United States Patent: 7,678,775
Issued: March 16, 2010
Matthias (Ann Arbor, MI), Logan; Patricia (Vancouver, CA)
Assignee: QLT Inc.
(Vancouver, British Columbia, CA)
Appl. No.: 11/855,884
Filed: September 14, 2007
Master of Science in Law
The invention relates to the treatment of
renal diseases using modulators of integrin linked kinase. Methods of
treatment as well as therapeutic agents including antisense, small
molecules, catalytic peptides and antibodies are disclosed. The agents of
the invention may also be used in combination with traditional therapies
for renal disease including ACE inhibitors. An advantage of the invention
is that it treats one of the causes of renal disease, rather than just
ameliorating symptoms, and can help prevent the progression of renal
disease to the point of acute renal failure.
Description of the
1. Technical Field
The invention relates to the treatment of renal diseases using modulators
of integrin linked kinase.
Progressive renal disease is an increasingly common and economically
burdensome disease.
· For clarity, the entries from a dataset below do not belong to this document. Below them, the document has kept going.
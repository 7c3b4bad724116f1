//! Identifier normalization
//!
//! Pure helpers shared by the model builder and the generators: camel-case to
//! snake_case conversion, member prefix stripping (with a per-enumeration override
//! table) and renaming of identifiers that cannot be emitted verbatim.

use once_cell::sync::Lazy;
use regex::Regex;

static WORD_START: Lazy<Regex> =
    Lazy::new(|| Regex::new(r"(.)([A-Z][a-z]+)").expect("valid regex"));
static LOWER_UPPER: Lazy<Regex> =
    Lazy::new(|| Regex::new(r"([a-z0-9])([A-Z])").expect("valid regex"));

/// Convert a CamelCase identifier to snake_case.
///
/// `GetText` becomes `get_text`, `SetXCaretPolicy` becomes `set_x_caret_policy`.
/// Existing underscores and digits are kept as they are.
pub fn camel_to_under(name: &str) -> String {
    let words = WORD_START.replace_all(name, "${1}_${2}");
    LOWER_UPPER
        .replace_all(&words, "${1}_${2}")
        .to_lowercase()
}

/// Bespoke stripping rule for an enumeration whose members do not follow the
/// usual prefix conventions. `None` means "fall back to generic prefix stripping".
pub type PrefixOverride = fn(&str) -> Option<&str>;

/// Enumerations whose member names need special handling.
pub const PREFIX_OVERRIDES: &[(&str, PrefixOverride)] = &[
    ("ModificationFlags", strip_modification_flag),
    ("FoldAction", strip_fold_action),
    ("FontQuality", strip_font_quality),
];

fn strip_modification_flag(name: &str) -> Option<&str> {
    Some(name.strip_prefix("SC_").unwrap_or(name))
}

fn strip_fold_action(name: &str) -> Option<&str> {
    Some(name.strip_prefix("SC_FOLDACTION_").unwrap_or(name))
}

// SC_PHASES_* share the enumeration with SC_EFF_QUALITY_* but keep their PHASES_ stem.
fn strip_font_quality(name: &str) -> Option<&str> {
    name.strip_prefix("SC_")
        .filter(|rest| rest.starts_with("PHASES_"))
}

/// Look up the override rule registered for an enumeration.
pub fn prefix_override(enumeration: &str) -> Option<PrefixOverride> {
    PREFIX_OVERRIDES
        .iter()
        .find(|(name, _)| *name == enumeration)
        .map(|(_, rule)| *rule)
}

/// All prefixes that match `name`, longest first (ties broken lexically).
pub fn matching_prefixes<'p, I>(name: &str, prefixes: I) -> Vec<&'p str>
where
    I: IntoIterator<Item = &'p String>,
{
    let mut matches: Vec<&str> = prefixes
        .into_iter()
        .map(String::as_str)
        .filter(|prefix| name.starts_with(prefix))
        .collect();
    matches.sort_by(|a, b| b.len().cmp(&a.len()).then_with(|| a.cmp(b)));
    matches
}

/// Strip the longest matching prefix from `name`.
///
/// `owner` names the enumeration or lexer and only appears in the warning emitted
/// when several prefixes match. If no prefix matches the name is returned unchanged.
pub fn strip_prefix_set<'a, 'p, I>(owner: &str, prefixes: I, name: &'a str) -> &'a str
where
    I: IntoIterator<Item = &'p String>,
{
    let matches = matching_prefixes(name, prefixes);
    if matches.len() > 1 {
        tracing::warn!(
            owner,
            identifier = name,
            prefixes = ?matches,
            "identifier matches more than one prefix, stripping the longest"
        );
    }

    match matches.first() {
        Some(prefix) => &name[prefix.len()..],
        None => name,
    }
}

/// Strip an enumerator's raw name, consulting [`PREFIX_OVERRIDES`] first.
pub fn strip_enumerator_prefix<'a, 'p, I>(enumeration: &str, prefixes: I, name: &'a str) -> &'a str
where
    I: IntoIterator<Item = &'p String>,
{
    match prefix_override(enumeration).and_then(|rule| rule(name)) {
        Some(stripped) => stripped,
        None => strip_prefix_set(enumeration, prefixes, name),
    }
}

/// Rename canonical member names that are not valid identifiers in the generated
/// code (a leading digit) or that collide with a macro of the target environment.
pub fn fix_ident(name: &str) -> String {
    match name {
        "8859_15" => "ISO_8859_15".to_string(),
        "NULL" => "NULL_LEXER".to_string(),
        other => other.to_string(),
    }
}

/// Strip the well-known message/constant prefixes from a free-standing constant.
///
/// `SCEN_` keeps its `EN_` stem so that notification codes stay recognisable.
pub fn strip_constant_prefix(name: &str) -> &str {
    if let Some(rest) = name.strip_prefix("SCI_") {
        rest
    } else if let Some(rest) = name.strip_prefix("SC_") {
        rest
    } else if name.starts_with("SCEN_") {
        &name[2..]
    } else {
        name
    }
}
A significant portion of patients progress to acute
renal failure, a life threatening illness whose mortality has remained
high despite the introduction of its only nonsurgical treatment,
hemodialysis, about 25 years ago. Conventional hemodialysis mimics the
filtration function of the kidneys by circulating a patient's blood
through or over a dialysate solution physically separated from the blood
by a porous or permeable wall or membrane. The process results in the
preferential diffusion of small molecules, such as urea, from the
bloodstream into the dialysate solution.
Although dialysis has dramatically changed the prognosis of renal failure,
it is not a complete replacement therapy, since it only provides
filtration function and does not replace the homeostatic, regulatory, and
endocrine functions of the kidney. Patients on dialysis continue to have
major medical problems.
In the United States, kidney failure is experienced by more than 360,000
people who depend on dialysis or a kidney transplant to survive. The
number of people with kidney failure has actually doubled over the past 10
years, and the pool of candidates is large. Conservatively estimated, 10.9
million Americans have kidney disease and face the possibility of a future
on dialysis or with a kidney transplant. Even with these remarkable
treatments, nearly 58,000 people with kidney failure died in 1997. Jones,
C. A., et al., Serum creatinine levels in the US population: third
national health and nutrition examination survey. American Journal of
Kidney Diseases, vol. 32, no. 6, pp. 992-999, December 1998.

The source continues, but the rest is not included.